» Problem description:
Repeat all the data word for word.

» Dataset excerpts:
---------------

use std::fmt;

#[derive(Debug, Clone, PartialEq)]
pub enum Value {
    Boolean(bool),
    Nil,
    Number(f64),
    String(String),
}

impl Value {
    // nil and false are the only falsy values
    pub fn is_truthy(&self) -> bool {
        match self {
            Self::Nil => false,
            Self::Boolean(value) => *value,
            _ => true,
        }
    }

    pub fn as_number(&self) -> Option<f64> {
        match self {
            Self::Number(value) => Some(*value),
            _ => None,
        }
    }

    pub fn is_string(&self) -> bool {
        matches!(self, Self::String(_))
    }

    /// Text used for the right-hand side of a string concatenation.
    ///
    /// Numbers are truncated to their integer part and booleans count as `1`/`0`.
    /// `nil` has no concatenation form.
    pub fn concatenation_text(&self) -> Option<String> {
        match self {
            Self::Number(value) => {
                let truncated = value.trunc();
                // avoid rendering "-0" for values like -0.5
                let truncated = if truncated == 0.0 { 0.0 } else { truncated };
                // fixed precision prints every integer digit, not the shortest round-trip form
                Some(format!("{truncated:.0}"))
            }
            Self::String(value) => Some(value.clone()),
            Self::Boolean(value) => Some(u8::from(*value).to_string()),
            Self::Nil => None,
        }
    }
}

impl fmt::Display for Value {
    fn fmt(&self, f: &mut fmt::Formatter<'_>) -> fmt::Result {
        match self {
            Self::Boolean(value) => write!(f, "{value}"),
            Self::Nil => write!(f, "nil"),
            Self::Number(value) => write!(f, "{}", format_number(*value)),
            Self::String(value) => write!(f, "{value}"),
        }
    }
}

/// Shortest round-trip text for a number, without a trailing `.0`.
///
/// Decimal exponents below -4 or from 16 up switch to scientific notation
/// with a signed, two-digit minimum exponent (`1e+23`, `1.5e-07`).
pub fn format_number(value: f64) -> String {
    if value.is_nan() {
        return "nan".to_string();
    }
    if value.is_infinite() {
        return if value > 0.0 { "inf" } else { "-inf" }.to_string();
    }

    let scientific = format!("{value:e}");
    let Some((mantissa, exponent)) = scientific.split_once('e') else {
        return value.to_string();
    };
    let exponent: i32 = match exponent.parse() {
        Ok(exponent) => exponent,
        Err(_) => return value.to_string(),
    };

    if (-4..16).contains(&exponent) {
        // f64's Display already drops a trailing ".0" for integral values
        value.to_string()
    } else {
        let sign = if exponent < 0 { '-' } else { '+' };
        format!("{mantissa}e{sign}{:02}", exponent.abs())
    }
}

impl From<f64> for Value {
    fn from(value: f64) -> Value {
        Value::Number(value)
    }
}

impl From<bool> for Value {
    fn from(value: bool) -> Value {
        Value::Boolean(value)
    }
}

impl From<&str> for Value {
    fn from(value: &str) -> Value {
        Value::String(value.to_string())
    }
}

#[cfg(test)]
mod tests {
    use super::*;

    #[test]
    fn only_nil_and_false_are_falsy() {
        assert!(!Value::Nil.is_truthy());
        assert!(!Value::Boolean(false).is_truthy());
        assert!(Value::Boolean(true).is_truthy());
        assert!(Value::Number(0.0).is_truthy());
        assert!(Value::from("").is_truthy());
    }

    #[test]
    fn integral_numbers_print_without_fraction() {
        assert_eq!("7", Value::Number(7.0).to_string());
        assert_eq!("2.5", Value::Number(2.5).to_string());
        assert_eq!("-3", Value::Number(-3.0).to_string());
        assert_eq!("nil", Value::Nil.to_string());
        assert_eq!("true", Value::Boolean(true).to_string());
    }

    #[test]
    fn concatenation_truncates_numbers() {
        assert_eq!(Some("1".to_string()), Value::Number(1.9).concatenation_text());
        assert_eq!(Some("-2".to_string()), Value::Number(-2.7).concatenation_text());
        assert_eq!(Some("0".to_string()), Value::Number(-0.5).concatenation_text());
        assert_eq!(Some("1".to_string()), Value::Boolean(true).concatenation_text());
        assert_eq!(None, Value::Nil.concatenation_text());
    }

    #[test]
    fn concatenation_prints_every_integer_digit() {
        assert_eq!(Some("99999999999999991611392".to_string()), Value::Number(1e23).concatenation_text());
        assert_eq!(Some("1180591620717411303424".to_string()), Value::Number(2f64.powi(70)).concatenation_text());
        assert_eq!(Some("-12345678901234567168".to_string()), Value::Number(-12345678901234567890.0).concatenation_text());
    }

    #[test]
    fn large_and_small_numbers_print_in_scientific_notation() {
        assert_eq!("1e+23", Value::Number(1e23).to_string());
        assert_eq!("1e-07", Value::Number(1e-7).to_string());
        assert_eq!("1.5e-05", Value::Number(0.000015).to_string());
        assert_eq!("1.2345678901234568e+17", Value::Number(123456789012345678.0).to_string());
        assert_eq!("1e+16", Value::Number(1e16).to_string());
        assert_eq!("1000000000000000", Value::Number(1e15).to_string());
        assert_eq!("0.0001", Value::Number(0.0001).to_string());
        assert_eq!("-2.5e+20", Value::Number(-2.5e20).to_string());
        assert_eq!("inf", Value::Number(f64::INFINITY).to_string());
    }
}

---------------

» Result:
use std::fmt;

#[derive(Debug, Clone, PartialEq)]
pub enum Value {
    Boolean(bool),
    Nil,
    Number(f64),
    String(String),
}

impl Value {
    // nil and false are the only falsy values
    pub fn is_truthy(&self) -> bool {
        match self {
            Self::Nil => false,
            Self::Boolean(value) => *value,
            _ => true,
        }
    }

    pub fn as_number(&self) -> Option<f64> {
        match self {
            Self::Number(value) => Some(*value),
            _ => None,
        }
    }

    pub fn is_string(&self) -> bool {
        matches!(self, Self::String(_))
    }

    /// Text used for the right-hand side of a string concatenation.
    ///
    /// Numbers are truncated to their integer part and booleans count as `1`/`0`.
    /// `nil` has no concatenation form.
    pub fn concatenation_text(&self) -> Option<String> {
        match self {
            Self::Number(value) => {
                let truncated = value.trunc();
                // avoid rendering "-0" for values like -0.5
                let truncated = if truncated == 0.0 { 0.0 } else { truncated };
                // fixed precision prints every integer digit, not the shortest round-trip form
                Some(format!("{truncated:.0}"))
            }
            Self::String(value) => Some(value.clone()),
            Self::Boolean(value) => Some(u8::from(*value).to_string()),
            Self::Nil => None,
        }
    }
}

impl fmt::Display for Value {
    fn fmt(&self, f: &mut fmt::Formatter<'_>) -> fmt::Result {
        match self {
            Self::Boolean(value) => write!(f, "{value}"),
            Self::Nil => write!(f, "nil"),
            Self::Number(value) => write!(f, "{}", format_number(*value)),
            Self::String(value) => write!(f, "{value}"),
        }
    }
}

/// Shortest round-trip text for a number, without a trailing `.0`.
///
/// Decimal exponents below -4 or from 16 up switch to scientific notation
/// with a signed, two-digit minimum exponent (`1e+23`, `1.5e-07`).
pub fn format_number(value: f64) -> String {
    if value.is_nan() {
        return "nan".to_string();
    }
    if value.is_infinite() {
        return if value > 0.0 { "inf" } else { "-inf" }.to_string();
    }

    let scientific = format!("{value:e}");
    let Some((mantissa, exponent)) = scientific.split_once('e') else {
        return value.to_string();
    };
    let exponent: i32 = match exponent.parse() {
        Ok(exponent) => exponent,
        Err(_) => return value.to_string(),
    };

    if (-4..16).contains(&exponent) {
        // f64's Display already drops a trailing ".0" for integral values
        value.to_string()
    } else {
        let sign = if exponent < 0 { '-' } else { '+' };
        format!("{mantissa}e{sign}{:02}", exponent.abs())
    }
}

impl From<f64> for Value {
    fn from(value: f64) -> Value {
        Value::Number(value)
    }
}

impl From<bool> for Value {
    fn from(value: bool) -> Value {
        Value::Boolean(value)
    }
}

impl From<&str> for Value {
    fn from(value: &str) -> Value {
        Value::String(value.to_string())
    }
}

#[cfg(test)]
mod tests {
    use super::*;

    #[test]
    fn only_nil_and_false_are_falsy() {
        assert!(!Value::Nil.is_truthy());
        assert!(!Value::Boolean(false).is_truthy());
        assert!(Value::Boolean(true).is_truthy());
        assert!(Value::Number(0.0).is_truthy());
        assert!(Value::from("").is_truthy());
    }

    #[test]
    fn integral_numbers_print_without_fraction() {
        assert_eq!("7", Value::Number(7.0).to_string());
        assert_eq!("2.5", Value::Number(2.5).to_string());
        assert_eq!("-3", Value::Number(-3.0).to_string());
        assert_eq!("nil", Value::Nil.to_string());
        assert_eq!("true", Value::Boolean(true).to_string());
    }

    #[test]
    fn concatenation_truncates_numbers() {
        assert_eq!(Some("1".to_string()), Value::Number(1.9).concatenation_text());
        assert_eq!(Some("-2".to_string()), Value::Number(-2.7).concatenation_text());
        assert_eq!(Some("0".to_string()), Value::Number(-0.5).concatenation_text());
        assert_eq!(Some("1".to_string()), Value::Boolean(true).concatenation_text());
        assert_eq!(None, Value::Nil.concatenation_text());
    }

    #[test]
    fn concatenation_prints_every_integer_digit() {
        assert_eq!(Some("99999999999999991611392".to_string()), Value::Number(1e23).concatenation_text());
        assert_eq!(Some("1180591620717411303424".to_string()), Value::Number(2f64.powi(70)).concatenation_text());
        assert_eq!(Some("-12345678901234567168".to_string()), Value::Number(-12345678901234567890.0).concatenation_text());
    }

    #[test]
    fn large_and_small_numbers_print_in_scientific_notation() {
        assert_eq!("1e+23", Value::Number(1e23).to_string());
        assert_eq!("1e-07", Value::Number(1e-7).to_string());
        assert_eq!("1.5e-05", Value::Number(0.000015).to_string());
        assert_eq!("1.2345678901234568e+17", Value::Number(123456789012345678.0).to_string());
        assert_eq!("1e+16", Value::Number(1e16).to_string());
        assert_eq!("1000000000000000", Value::Number(1e15).to_string());
        assert_eq!("0.0001", Value::Number(0.0001).to_string());
        assert_eq!("-2.5e+20", Value::Number(-2.5e20).to_string());
        assert_eq!("inf", Value::Number(f64::INFINITY).to_string());
    }
}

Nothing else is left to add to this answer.